David Torres, blog, escritor, literaturaTropezando con melones, David Torres  El primer melón me lo encontré en una playa andaluza, un día de verano. El último lo veo cada mañana al enfrentarme al espejo. ¿Qué me dirá ese tipo hoy? ¿Qué inesperados regalos, qué decepciones, qué frescas dentelladas me tendrá reservadas el día?
  Yo no lo sabía pero eso que mis manos agarraban con el ansia de un talonador de rugby era un melón. Es decir, una réplica más o menos ovoide de mi cabeza, la materialización fáctica de una idea en el mundo de los objetos reales.


Los azules serrallos de Estambul

Nueve, diez años después he vuelto a Estambul, la ciudad a caballo entre dos continentes, la ciudad enclaustrada por tres brazos de mar, la ciudad con los tres nombres más hermosos de la onomástica urbanita. Bizancio: columnas rotas, piedras viejas, recuerdos de una Grecia desorientada y perdida. Constantinopla: mosaicos, iglesias, oros, la capital del imperio romano de oriente que los turcos tomaron exactamente mil años después de la caída de Roma. Estambul: perfumes enloquecedores, mezquitas vertiginosas, palacios interminables, bosques de cúpulas, harenes, harenes, harenes.

Todo sigue igual, excepto el kebab, que ha empeorado notablemente (quizá haya muerto de éxito) y la moda antitabaco, que ha pasado de permitir fumar en los aviones a borrarlos de la boca de los actores en las películas que pasan por la televisión turca. Así, en Cadena perpetua, los pobres presos se quedaban sosteniendo en los labios un pedazo de niebla, el germen de una catarata o de un despredimiento de retina.

Pero para desprendimiento de retina basta con abrir los ojos. Estambul es una ciudad que te deja literalmente ciego de belleza. La plaza de Sultanahmet, con los dos monstruos enfrentados de Santa Sofía y la Mezquita Azul (una contra otra, como la heráldica más exacta del cristianismo y el islam) forma un espacio arquitectónico único en el mundo. La mole de Santa Sofía, con su secular piedra roja y su testuz meditabunda, se alza desafiante frente a la gracia incomparable de la Mezquita Azul, con los seis minaretes que en su momento se consideraron un desafío a La Meca.

El pulso de la vida ciudadana golpea las entrañas pululantes del Gran Bazar y las inmediaciones del puente Gálata, un tajo de metal entre las dos márgenes del Cuerno de Oro, mientras la ciudad se extiende a los lados en un derrumbe interminable de torres y cúpulas. Allí al lado, Yeni Cami, la Mezquita Nueva, al lado del Bazar de las Especies; atrás, Souleyimane Cami, la Mezquita de Solimán el Magnífico, con los minaretes en reparación cubiertos como en un juego de lego. Cuando uno cree que nada puede ser ya más hermoso, entonces los gritos de los muecines llamando a la oración rebotan por toda la ciudad de mezquita en mezquita.

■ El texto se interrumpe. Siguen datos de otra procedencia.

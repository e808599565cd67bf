use serde::Serialize;
use vitrine_model::{ControlSize, ListVariant};

use super::Insets;
use crate::theme::{Color, Radius, ThemeTokens, colors::alpha};

#[derive(Debug, Clone, PartialEq, Serialize)]
pub struct ListStyle {
    pub cell_padding: Insets,
    pub header_background: Color,
    pub row_divider: Color,
    /// Fill of even rows, set for the striped variant only.
    pub stripe: Option<Color>,
    pub selected_background: Color,
    pub hover_background: Color,
    /// Outer border and radius for the bordered variant.
    pub outline: Option<(Color, Radius)>,
    /// Rows render as a card grid with this gap.
    pub card_gap: Option<u16>,
}

pub fn cell_padding(size: ControlSize) -> Insets {
    match size {
        ControlSize::Small => Insets::symmetric(8, 12),
        ControlSize::Medium => Insets::symmetric(12, 16),
        ControlSize::Large => Insets::symmetric(16, 20),
    }
}

pub fn list_style(
    tokens: &ThemeTokens,
    variant: ListVariant,
    size: ControlSize,
) -> ListStyle {
    let p = &tokens.palette;
    ListStyle {
        cell_padding: cell_padding(size),
        header_background: p.background.secondary,
        row_divider: p.border.primary,
        stripe: (variant == ListVariant::Striped)
            .then_some(p.background.translucent),
        selected_background: p.brand.primary.with_alpha(alpha::SELECTED),
        hover_background: p.background.secondary,
        outline: (variant == ListVariant::Bordered)
            .then_some((p.border.primary, Radius::R8)),
        card_gap: (variant == ListVariant::Cards).then_some(16),
    }
}
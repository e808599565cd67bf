use thiserror::Error;

use super::models::ShowcaseConfig;

/// Shortest autoplay period accepted from configuration.
pub const MIN_AUTOPLAY_INTERVAL_MS: u64 = 100;

#[derive(Debug, Error)]
pub enum ConfigGuardRailError {
    #[error("pagination.{field} must be at least 1")]
    ZeroPaginationValue { field: &'static str },
    #[error("pagination.items_per_page_options must not be empty")]
    EmptyItemsPerPageOptions,
    #[error(
        "carousel.autoplay_interval_ms must be at least {MIN_AUTOPLAY_INTERVAL_MS} (got {value})"
    )]
    AutoplayIntervalTooShort { value: u64 },
    #[error("table page sizes must be at least 1")]
    ZeroTablePageSize,
}

#[derive(Debug, Clone)]
pub struct ConfigWarning {
    pub message: String,
    pub hint: Option<String>,
}

#[derive(Debug, Default, Clone)]
pub struct ConfigWarnings {
    pub items: Vec<ConfigWarning>,
}

impl ConfigWarnings {
    pub fn push<S: Into<String>>(&mut self, message: S) {
        self.items.push(ConfigWarning {
            message: message.into(),
            hint: None,
        });
    }

    pub fn push_with_hint<S: Into<String>, H: Into<String>>(
        &mut self,
        message: S,
        hint: H,
    ) {
        self.items.push(ConfigWarning {
            message: message.into(),
            hint: Some(hint.into()),
        });
    }

    pub fn is_empty(&self) -> bool {
        self.items.is_empty()
    }

    pub fn len(&self) -> usize {
        self.items.len()
    }
}

/// Reject values the controllers cannot work with and collect the ones that
/// are merely odd.
pub fn apply_guard_rails(
    config: &ShowcaseConfig,
) -> Result<ConfigWarnings, ConfigGuardRailError> {
    let mut warnings = ConfigWarnings::default();
    let pagination = &config.pagination;

    if pagination.max_visible_pages == 0 {
        return Err(ConfigGuardRailError::ZeroPaginationValue {
            field: "max_visible_pages",
        });
    }
    if pagination.items_per_page == 0 {
        return Err(ConfigGuardRailError::ZeroPaginationValue {
            field: "items_per_page",
        });
    }
    if pagination.items_per_page_options.is_empty() {
        return Err(ConfigGuardRailError::EmptyItemsPerPageOptions);
    }
    if pagination.items_per_page_options.contains(&0) {
        return Err(ConfigGuardRailError::ZeroPaginationValue {
            field: "items_per_page_options",
        });
    }

    if config.carousel.autoplay_interval_ms < MIN_AUTOPLAY_INTERVAL_MS {
        return Err(ConfigGuardRailError::AutoplayIntervalTooShort {
            value: config.carousel.autoplay_interval_ms,
        });
    }

    if config.table.page_size == 0 || config.table.page_size_options.contains(&0)
    {
        return Err(ConfigGuardRailError::ZeroTablePageSize);
    }

    if !pagination
        .items_per_page_options
        .contains(&pagination.items_per_page)
    {
        warnings.push_with_hint(
            format!(
                "pagination.items_per_page ({}) is not one of items_per_page_options",
                pagination.items_per_page
            ),
            "The page size selector will show no selected entry until the user picks one",
        );
    }

    if pagination.max_visible_pages % 2 == 0 {
        warnings.push(format!(
            "pagination.max_visible_pages ({}) is even; the current page cannot be centred",
            pagination.max_visible_pages
        ));
    }

    if !config.table.page_size_options.contains(&config.table.page_size) {
        warnings.push(format!(
            "table.page_size ({}) is not offered by the page size selector",
            config.table.page_size
        ));
    }

    Ok(warnings)
}

#[cfg(test)]
mod tests {
    use super::*;

    #[test]
    fn defaults_pass_without_warnings() {
        let config = ShowcaseConfig::default();
        let warnings = apply_guard_rails(&config).expect("defaults are valid");
        assert!(warnings.is_empty(), "unexpected warnings: {warnings:?}");
    }

    #[test]
    fn zero_window_is_rejected() {
        let mut config = ShowcaseConfig::default();
        config.pagination.max_visible_pages = 0;
        let err = apply_guard_rails(&config).unwrap_err();
        assert!(matches!(
            err,
            ConfigGuardRailError::ZeroPaginationValue {
                field: "max_visible_pages"
            }
        ));
    }

    #[test]
    fn short_autoplay_interval_is_rejected() {
        let mut config = ShowcaseConfig::default();
        config.carousel.autoplay_interval_ms = 10;
        let err = apply_guard_rails(&config).unwrap_err();
        assert_eq!(
            err.to_string(),
            "carousel.autoplay_interval_ms must be at least 100 (got 10)"
        );
    }

    #[test]
    fn unlisted_page_size_warns() {
        let mut config = ShowcaseConfig::default();
        config.pagination.items_per_page = 15;
        let warnings = apply_guard_rails(&config).expect("still valid");
        assert!(
            warnings
                .items
                .iter()
                .any(|w| w.message.contains("items_per_page (15)"))
        );
    }

    #[test]
    fn even_window_warns() {
        let mut config = ShowcaseConfig::default();
        config.pagination.max_visible_pages = 6;
        let warnings = apply_guard_rails(&config).expect("still valid");
        assert!(warnings.items.iter().any(|w| w.message.contains("even")));
    }
}
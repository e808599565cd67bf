use serde::Serialize;
use vitrine_model::{CardPadding, CardVariant};

use crate::theme::{Color, Radius, ThemeTokens};

#[derive(Debug, Clone, PartialEq, Serialize)]
pub struct CardStyle {
    pub background: Color,
    pub border: Color,
    /// Border color while hovered, when the card is clickable.
    pub hover_border: Color,
    pub elevated: bool,
    pub padding: u16,
    pub radius: Radius,
}

pub fn card_style(
    tokens: &ThemeTokens,
    variant: CardVariant,
    padding: CardPadding,
) -> CardStyle {
    let p = &tokens.palette;
    let (background, border, elevated) = match variant {
        CardVariant::Default => (p.background.secondary, p.border.primary, false),
        CardVariant::Elevated => (p.background.secondary, p.border.primary, true),
        CardVariant::Outlined => (Color::TRANSPARENT, p.border.secondary, false),
    };

    CardStyle {
        background,
        border,
        hover_border: p.border.tertiary,
        elevated,
        padding: match padding {
            CardPadding::None => 0,
            CardPadding::Small => 12,
            CardPadding::Medium => 20,
            CardPadding::Large => 32,
        },
        radius: Radius::R12,
    }
}

#[cfg(test)]
mod tests {
    use super::*;

    #[test]
    fn padding_scale() {
        let tokens = ThemeTokens::default();
        let paddings: Vec<u16> = CardPadding::ALL
            .iter()
            .map(|p| card_style(&tokens, CardVariant::Default, *p).padding)
            .collect();
        assert_eq!(paddings, vec![0, 12, 20, 32]);
    }

    #[test]
    fn outlined_cards_have_no_fill() {
        let style = card_style(
            &ThemeTokens::default(),
            CardVariant::Outlined,
            CardPadding::Medium,
        );
        assert!(style.background.is_transparent());
        assert!(!style.elevated);
    }
}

Pero el lugar que más me impresiona de Estambul, y quizá del mundo, es una fortaleza cerca de Anadolu Kavagi, el último pueblecito turco en la orilla asiática del Bósforo. Subiendo hasta lo alto de las derruidas murallas, el viajero contempla el lugar soñado alguna vez por todos los marinos: el útero donde agoniza el mar, la entrada al Mar Negro. Tuvimos suerte y un día despejado nos permitió casi adivinar la fina línea de la curvatura terrestre, con un petrolero internándose en la inmensidad azul más allá de la cual se extienden Bulgaria, Rumania, Ucrania y Rusia en un inimaginable tapiz de alfombras. Si el mar es la mejor metáfora del morir, según el imaginario medieval, no hay nada comparable a esta serenidad donde el mar, con desolada resignación, muere.